Il y a une stratégie à respecter, il faut arriver ni trop tôt ni trop tard, se trouver un coin tranquille d'où l'on peut observer tout le square en se faisant oublier, poser son panier, étaler son journal, lire ou faire semblant de lire les nouvelles, et c'est comme ça tous les jours au point qu'on en finit par oublier d'observer son environnement et ses voisins ou voisines.

Une femme seule est là, sans enfants, sans journal, juste avec son sac à main, elle est assise là sur ma gauche, les bras posés sur les genoux, je ne l'ai pas vue arriver car elle aussi sait se faire discrète.

Je ne découvre sa taille qu'au moment où elle se lève, elle est grande, arrangée elle doit avoir de l'allure mais là c'est la Bérézina, les cheveux n'ont pas dû être coiffés depuis pas mal de temps. Elle est blême, elle a juste charbonné ses yeux d'une main maladroite ce qui lui donne un regard de clown triste. Aux pieds malgré le mauvais temps elle porte des sandales d'été.

 Elle a le regard dans le vague, parle par moments en hochant la tête, faisant comme si quelqu'un lui répondait, après quoi elle se penche en avant et entre dans une phase de silence jusqu'à la séquence suivante. Elle reste là environ deux heures, elle a un petit passage à vide au cours duquel elle s'endort, puis elle sursaute, regarde sa montre, se lève pour partir à grands pas.

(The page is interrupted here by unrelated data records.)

// Copyright (c) 2025 Geoffrey Huntley <ghuntley@ghuntley.com>. All rights reserved.
// SPDX-License-Identifier: Proprietary

//! Job identity section.

use serde::{Deserialize, Serialize};

fn default_group() -> String {
	"DEFAULT".to_string()
}

fn default_name() -> String {
	"cron-job".to_string()
}

#[derive(Debug, Clone, Default, Serialize, Deserialize, PartialEq)]
pub struct JobConfigLayer {
	pub group: Option<String>,
	pub name: Option<String>,
}

impl JobConfigLayer {
	pub fn merge(&mut self, other: Self) {
		if other.group.is_some() {
			self.group = other.group;
		}
		if other.name.is_some() {
			self.name = other.name;
		}
	}

	pub fn finalize(self) -> JobConfig {
		JobConfig {
			group: self.group.unwrap_or_else(default_group),
			name: self.name.unwrap_or_else(default_name),
		}
	}
}

#[derive(Debug, Clone, Serialize, Deserialize, PartialEq)]
pub struct JobConfig {
	pub group: String,
	pub name: String,
}

impl Default for JobConfig {
	fn default() -> Self {
		Self {
			group: default_group(),
			name: default_name(),
		}
	}
}
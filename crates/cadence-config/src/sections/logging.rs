// Copyright (c) 2025 Geoffrey Huntley <ghuntley@ghuntley.com>. All rights reserved.
// SPDX-License-Identifier: Proprietary

//! Logging configuration section.

use serde::{Deserialize, Serialize};

fn default_level() -> String {
	"info".to_string()
}

#[derive(Debug, Clone, Default, Serialize, Deserialize, PartialEq)]
pub struct LoggingConfigLayer {
	pub level: Option<String>,
}

impl LoggingConfigLayer {
	pub fn merge(&mut self, other: Self) {
		if other.level.is_some() {
			self.level = other.level;
		}
	}

	pub fn finalize(self) -> LoggingConfig {
		LoggingConfig {
			level: self.level.unwrap_or_else(default_level),
		}
	}
}

#[derive(Debug, Clone, Serialize, Deserialize, PartialEq)]
pub struct LoggingConfig {
	/// An `EnvFilter` directive, used when `RUST_LOG` is unset.
	pub level: String,
}

impl Default for LoggingConfig {
	fn default() -> Self {
		Self {
			level: default_level(),
		}
	}
}
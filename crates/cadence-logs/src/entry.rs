// Copyright (c) 2025 Geoffrey Huntley <ghuntley@ghuntley.com>. All rights
// reserved. SPDX-License-Identifier: Proprietary

//! Invocation event types.

use chrono::{DateTime, Utc};
use serde::{Deserialize, Serialize};

/// Log level matching tracing levels.
#[derive(Debug, Clone, Copy, PartialEq, Eq, PartialOrd, Ord, Serialize, Deserialize)]
#[serde(rename_all = "lowercase")]
pub enum LogLevel {
	Trace,
	Debug,
	Info,
	Warn,
	Error,
}

impl LogLevel {
	/// Convert from tracing Level.
	pub fn from_tracing(level: &tracing::Level) -> Self {
		match *level {
			tracing::Level::TRACE => LogLevel::Trace,
			tracing::Level::DEBUG => LogLevel::Debug,
			tracing::Level::INFO => LogLevel::Info,
			tracing::Level::WARN => LogLevel::Warn,
			tracing::Level::ERROR => LogLevel::Error,
		}
	}

	pub fn as_str(&self) -> &'static str {
		match self {
			LogLevel::Trace => "trace",
			LogLevel::Debug => "debug",
			LogLevel::Info => "info",
			LogLevel::Warn => "warn",
			LogLevel::Error => "error",
		}
	}
}

impl std::fmt::Display for LogLevel {
	fn fmt(&self, f: &mut std::fmt::Formatter<'_>) -> std::fmt::Result {
		write!(f, "{}", self.as_str())
	}
}

/// Kind of invocation event.
#[derive(Debug, Clone, Copy, PartialEq, Eq, Serialize, Deserialize)]
#[serde(rename_all = "snake_case")]
pub enum EventKind {
	Start,
	Progress,
	End,
}

impl EventKind {
	pub fn as_str(&self) -> &'static str {
		match self {
			EventKind::Start => "start",
			EventKind::Progress => "progress",
			EventKind::End => "end",
		}
	}

	pub fn parse(s: &str) -> Option<Self> {
		match s {
			"start" => Some(EventKind::Start),
			"progress" => Some(EventKind::Progress),
			"end" => Some(EventKind::End),
			_ => None,
		}
	}
}

impl std::fmt::Display for EventKind {
	fn fmt(&self, f: &mut std::fmt::Formatter<'_>) -> std::fmt::Result {
		write!(f, "{}", self.as_str())
	}
}

/// A captured boundary or progress event.
#[derive(Debug, Clone, Serialize, Deserialize)]
pub struct InvocationEvent {
	/// Sequential ID assigned by the [`crate::EventLog`].
	pub id: u64,
	pub timestamp: DateTime<Utc>,
	pub level: LogLevel,
	pub kind: EventKind,
	pub job_key: String,
	pub worker_id: String,
	pub invocation_id: String,
	/// Zero-based iteration index, present on progress events.
	#[serde(skip_serializing_if = "Option::is_none", default)]
	pub iteration: Option<u64>,
	/// Terminal status, present on end events.
	#[serde(skip_serializing_if = "Option::is_none", default)]
	pub status: Option<String>,
	pub message: String,
}

#[cfg(test)]
mod tests {
	use super::*;

	#[test]
	fn test_event_kind_parse() {
		assert_eq!(EventKind::parse("start"), Some(EventKind::Start));
		assert_eq!(EventKind::parse("progress"), Some(EventKind::Progress));
		assert_eq!(EventKind::parse("end"), Some(EventKind::End));
		assert_eq!(EventKind::parse("restart"), None);
	}

	#[test]
	fn test_level_ordering() {
		assert!(LogLevel::Warn > LogLevel::Info);
		assert!(LogLevel::Trace < LogLevel::Debug);
	}

	#[test]
	fn test_event_serializes_without_empty_optionals() {
		let event = InvocationEvent {
			id: 1,
			timestamp: Utc::now(),
			level: LogLevel::Info,
			kind: EventKind::Start,
			job_key: "DEFAULT.cron-job".to_string(),
			worker_id: "cadence-1".to_string(),
			invocation_id: "inv-1".to_string(),
			iteration: None,
			status: None,
			message: "Job invocation started".to_string(),
		};

		let json = serde_json::to_value(&event).unwrap();
		assert_eq!(json["kind"], "start");
		assert!(json.get("iteration").is_none());
		assert!(json.get("status").is_none());
	}
}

Le copain qui depuis quelque temps me sert de chaperon l'avait remarquée bien avant moi, lorsque j'arrive à la sortie du square, je l'aperçois commençant sa filature, il reviendra un peu plus tard me donner son adresse s'il a pu la repérer.

Vu le portrait qu'on m'en avait dressé je m'attendais à me retrouver en face d'une femme d'un certain niveau social, alors que je n'ai entraperçu qu'une femme entre deux âges aux cheveux en broussaille qui donne l'impression d'être ensuquée par un traitement psychiatrique. Mais l'image a été si fugitive, je me suis bêtement laissé surprendre et je n'ai donc pas pu l'observer avec attention.

Il n'y a plus qu'à attendre que ma tête chercheuse fasse son office, et je décide de rentrer chez moi pour m'allonger un peu…

Je détourne mon parcours pour passer devant la galerie, j'ai tout à coup une envie de café chaud, ma soirée chez Élise m'a fort à propos rappelé que je suis un homme et cette femme est charmante. En me voyant entrer elle a un grand sourire et lorsqu'elle me parle de Marie Laurencin je joue à celui qui n'est pas pressé d'avoir de ses nouvelles, pour bien lui signifier que je ne suis là que pour elle.

 Il faudra tout de même que je reprenne un rythme de sommeil normal où je ne vais pas y arriver, j'ai du temps avant qu'elle termine sa journée, je vais prendre une douche et dormir.